Se todos, ab initio, foram programados
para só detectar
púrpura e diamância.
Apenas uma nudez se fez visível
na ponta do teu gesto:
a tua,
que ao rei e aos seus poderes denuncia
um equívoco em ti
que subverte
o real ditado pelo rei.
4
Sim: o teu real
contraria o do rei.
Opõe-se ao de todos
que estão nesta praça.
Ah, nada aprendeste
do que te ensinaram!
Em que te distraías
— quando te mostravam
o que devias ver?
— quando gravavam
a púrpura nos olhos
e além dos olhos?
— quando te falavam
sobre a cintilância
do rei e seu séquito?
— quando repetiam
que o único real
é o do rei?
Em que te abismavas
— em que traição? —
quando trabalhavam
tua perfeição?
0 que maquinavas
— que plano? que mal? —
quando te moldavam
súdito ideal?
Não sabemos.

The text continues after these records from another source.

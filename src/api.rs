pub mod amber;
pub mod protocol;
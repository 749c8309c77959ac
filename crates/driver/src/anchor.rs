//! The Startup Anchor (spec §4.J): on first run (or after a crash), finds
//! the highest `(l1_candidate, l2_candidate)` pair the L2 chain and the L1
//! chain still agree on, and seeds the epoch cache from there.
//!
//! This core keeps no persisted L2 history of its own (spec §1 Non-goals:
//! "does not persist application state beyond in-memory caches"), so the
//! anchor walk reads already-committed L2 blocks back from the execution
//! client's ordinary (unauthenticated) JSON-RPC surface rather than from a
//! private store -- the same division of responsibility the teacher draws
//! between the authenticated `EngineController` write path
//! (`crates/driver/src/engine.rs`) and the plain-RPC `ChainProvider` read
//! path (`crates/providers-alloy/src/chain_provider.rs`).

use async_trait::async_trait;
use ethscript_derive::decode_calldata;
use ethscript_primitives::{ByteString, Hash32, L1Attributes, L2Block, L2DepositTx};

use crate::cache::DerivationCache;
use crate::config::{ANCHOR_EPOCH_CACHE_DEPTH, ANCHOR_SEARCH_LIMIT};
use crate::errors::ImporterError;
use crate::l1_provider::L1Provider;

/// Read access to already-committed L2 blocks, used only during startup
/// re-anchoring. Distinct from [`crate::engine_api::EngineApi`], which is
/// the authenticated write path the Proposer drives.
#[async_trait]
pub trait L2Reader: Send + Sync {
    /// The error type surfaced by the underlying transport.
    type Error: core::error::Error + Send + Sync + 'static;

    /// Fetches the committed L2 block at `number`, if it exists.
    async fn block(&self, number: u64) -> Result<Option<L2Block>, Self::Error>;

    /// Returns the current L2 chain tip's block number.
    async fn tip_number(&self) -> Result<u64, Self::Error>;
}

/// Walks backward from the L2 tip's epoch boundary to find an epoch whose
/// attributes transaction still agrees with the canonical L1 chain, then
/// seeds a fresh cache with that epoch and up to [`ANCHOR_EPOCH_CACHE_DEPTH`]
/// epochs behind it. Returns the anchor L2 block number and the seeded
/// cache, ready for the Importer Loop to resume from.
pub async fn anchor<L1: L1Provider, L2: L2Reader>(
    l1: &L1,
    l2: &L2,
    min_depth_from_tip: u64,
) -> Result<(u64, DerivationCache), ImporterError> {
    let tip_number = l2
        .tip_number()
        .await
        .map_err(|e| ImporterError::ConfigurationFatal(format!("reading L2 tip: {e}")))?;

    let mut candidate = epoch_start_at_or_before(l2, tip_number)
        .await?
        .ok_or_else(|| ImporterError::ConfigurationFatal("L2 chain has no blocks to anchor on".into()))?;

    for _ in 0..ANCHOR_SEARCH_LIMIT {
        if tip_number.saturating_sub(candidate.number) < min_depth_from_tip {
            candidate = match epoch_start_at_or_before(l2, candidate.number.saturating_sub(1)).await? {
                Some(earlier) => earlier,
                None => {
                    return Err(ImporterError::ConfigurationFatal(
                        "no epoch old enough to anchor on safely".into(),
                    ))
                }
            };
            continue;
        }

        let attrs = decode_attributes(&candidate)?;
        let agrees = l1
            .get_block(attrs.number)
            .await
            .map_err(|e| ImporterError::ConfigurationFatal(format!("reading L1 block {}: {e}", attrs.number)))?
            .is_some_and(|l1_block| l1_block.hash == attrs.hash && l1_block.number == attrs.number);

        if agrees {
            let cache = seed_epoch_cache(l1, l2, &candidate).await?;
            return Ok((candidate.number, cache));
        }

        candidate = match epoch_start_at_or_before(l2, candidate.number.saturating_sub(1)).await? {
            Some(earlier) => earlier,
            None => break,
        };
    }

    Err(ImporterError::ConfigurationFatal(format!(
        "no anchor found within {ANCHOR_SEARCH_LIMIT} epoch boundaries"
    )))
}

/// Finds the first L2 block of the epoch containing `from_or_before`,
/// walking backward from it.
async fn epoch_start_at_or_before<L2: L2Reader>(
    l2: &L2,
    from_or_before: u64,
) -> Result<Option<L2Block>, ImporterError> {
    let mut number = from_or_before;
    loop {
        let Some(block) = l2
            .block(number)
            .await
            .map_err(|e| ImporterError::ConfigurationFatal(format!("reading L2 block {number}: {e}")))?
        else {
            return Ok(None);
        };
        if block.is_epoch_start() {
            return Ok(Some(block));
        }
        let Some(previous) = number.checked_sub(1) else { return Ok(Some(block)) };
        number = previous;
    }
}

fn decode_attributes(block: &L2Block) -> Result<L1Attributes, ImporterError> {
    let attributes_tx: &L2DepositTx = block
        .ethscription_txs
        .first()
        .ok_or_else(|| ImporterError::ConfigurationFatal(format!("L2 block {} has no attributes tx", block.number)))?;
    decode_attributes_calldata(&attributes_tx.data)
}

fn decode_attributes_calldata(data: &ByteString) -> Result<L1Attributes, ImporterError> {
    decode_calldata(data.as_slice())
        .map_err(|e| ImporterError::ConfigurationFatal(format!("malformed attributes calldata: {e}")))
}

/// Walks back from `anchor_block` until [`ANCHOR_EPOCH_CACHE_DEPTH`] epoch
/// boundaries have been collected or L2 block 0 is reached, inserting both
/// the L2 blocks and their matching L1 origins into `cache`.
async fn seed_epoch_cache<L1: L1Provider, L2: L2Reader>(
    l1: &L1,
    l2: &L2,
    anchor_block: &L2Block,
) -> Result<DerivationCache, ImporterError> {
    let mut cache = DerivationCache::new();
    let mut boundaries_seen = 0u64;
    let mut number = anchor_block.number;

    loop {
        let Some(block) = l2
            .block(number)
            .await
            .map_err(|e| ImporterError::ConfigurationFatal(format!("reading L2 block {number}: {e}")))?
        else {
            break;
        };

        if block.is_epoch_start() {
            boundaries_seen += 1;
            if let Ok(attrs) = decode_attributes(&block) {
                if let Ok(Some(l1_block)) = l1.get_block(attrs.number).await {
                    cache.insert_l1_block(l1_block);
                }
            }
        }
        cache.insert_l2_block(block);

        if boundaries_seen >= ANCHOR_EPOCH_CACHE_DEPTH || number == 0 {
            break;
        }
        number -= 1;
    }

    Ok(cache)
}

#[cfg(test)]
mod tests {
    use super::*;
    use ethscript_derive::encode_calldata;
    use ethscript_primitives::{DepositSourceDomain, L1Block};
    use std::collections::{BTreeMap, HashMap};
    use std::sync::Mutex;

    #[derive(Debug, thiserror::Error)]
    #[error("fake error")]
    struct FakeError;

    #[derive(Debug, Default)]
    struct FakeL1(Mutex<BTreeMap<u64, L1Block>>);

    #[async_trait]
    impl L1Provider for FakeL1 {
        type Error = FakeError;
        async fn get_block(&self, number: u64) -> Result<Option<L1Block>, Self::Error> {
            Ok(self.0.lock().unwrap().get(&number).cloned())
        }
        async fn get_receipts(
            &self,
            _number: u64,
        ) -> Result<Option<HashMap<Hash32, ethscript_primitives::Receipt>>, Self::Error> {
            Ok(Some(HashMap::new()))
        }
        async fn get_block_number(&self) -> Result<u64, Self::Error> {
            Ok(self.0.lock().unwrap().keys().next_back().copied().unwrap_or_default())
        }
    }

    #[derive(Debug, Default)]
    struct FakeL2(Mutex<BTreeMap<u64, L2Block>>);

    #[async_trait]
    impl L2Reader for FakeL2 {
        type Error = FakeError;
        async fn block(&self, number: u64) -> Result<Option<L2Block>, Self::Error> {
            Ok(self.0.lock().unwrap().get(&number).cloned())
        }
        async fn tip_number(&self) -> Result<u64, Self::Error> {
            Ok(self.0.lock().unwrap().keys().next_back().copied().unwrap_or_default())
        }
    }

    fn l1_block(number: u64) -> L1Block {
        L1Block {
            number,
            hash: Hash32::repeat_byte(number as u8),
            parent_hash: Hash32::repeat_byte(number.wrapping_sub(1) as u8),
            timestamp: number * 12,
            base_fee_per_gas: Default::default(),
            mix_hash: Hash32::ZERO,
            parent_beacon_block_root: None,
            transactions: vec![],
        }
    }

    fn l2_epoch_start(number: u64, l1_number: u64) -> L2Block {
        let attrs = L1Attributes {
            number: l1_number,
            hash: Hash32::repeat_byte(l1_number as u8),
            timestamp: l1_number * 12,
            ..Default::default()
        };
        let attributes_tx = L2DepositTx {
            source_hash: DepositSourceDomain::attributes_source_hash(attrs.hash, 0),
            from: Default::default(),
            to: None,
            mint: Default::default(),
            value: Default::default(),
            gas_limit: 150_000,
            is_system_tx: true,
            data: encode_calldata(&attrs),
        };
        L2Block {
            number,
            block_hash: Hash32::repeat_byte(number as u8),
            parent_hash: Hash32::repeat_byte(number.wrapping_sub(1) as u8),
            timestamp: attrs.timestamp,
            prev_randao: attrs.hash,
            parent_beacon_block_root: Some(attrs.hash),
            l1_attributes: attrs,
            sequence_number: 0,
            ethscription_txs: vec![attributes_tx],
        }
    }

    #[tokio::test]
    async fn anchors_on_an_epoch_the_l1_chain_still_recognizes() {
        let l1 = FakeL1::default();
        let l2 = FakeL2::default();
        for n in 0..50u64 {
            l1.0.lock().unwrap().insert(n, l1_block(n));
            l2.0.lock().unwrap().insert(n, l2_epoch_start(n, n));
        }

        let (anchored_at, cache) = anchor(&l1, &l2, 10).await.unwrap();
        assert!(anchored_at <= 40);
        assert!(cache.l2_block(anchored_at).is_some());
    }

    #[tokio::test]
    async fn gives_up_if_l1_never_agrees() {
        let l1 = FakeL1::default();
        let l2 = FakeL2::default();
        for n in 0..5u64 {
            l2.0.lock().unwrap().insert(n, l2_epoch_start(n, n + 1000));
        }
        let err = anchor(&l1, &l2, 0).await.unwrap_err();
        assert!(matches!(err, ImporterError::ConfigurationFatal(_)));
    }
}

Sabemos que descumpriste
o teu dever de ver e de viver.
Principalmente o rei
sabe
(bem já te advertira o Eclesiastes...)
e com um gesto convoca a punição.
5
Então é fugir
em
tresloucura
doidespero.
Sob a batuta real
as gentes se unem,
formam paredões
contra essa fuga.
Perto,
mais perto
o arfar hediondo
dos perseguidores.
E foges
e rompes
e pisas
e saltas
e grimpas
a torre
de Babel,
a escada
de Jacó
velozpanicamente!
Foges e te ocultas
e mordes, exausto, a poeira
deste canto de muro que te guarda.
Exausto, exausto,
ofegas
colado à sombra, ao chão.
Um átimo apenas para sonhar
com força
violência
raiva
um lugar,
por mais mínimo,
sem o dever de ver e de viver.
o real do rei.
E já
te fareja de novo a punição.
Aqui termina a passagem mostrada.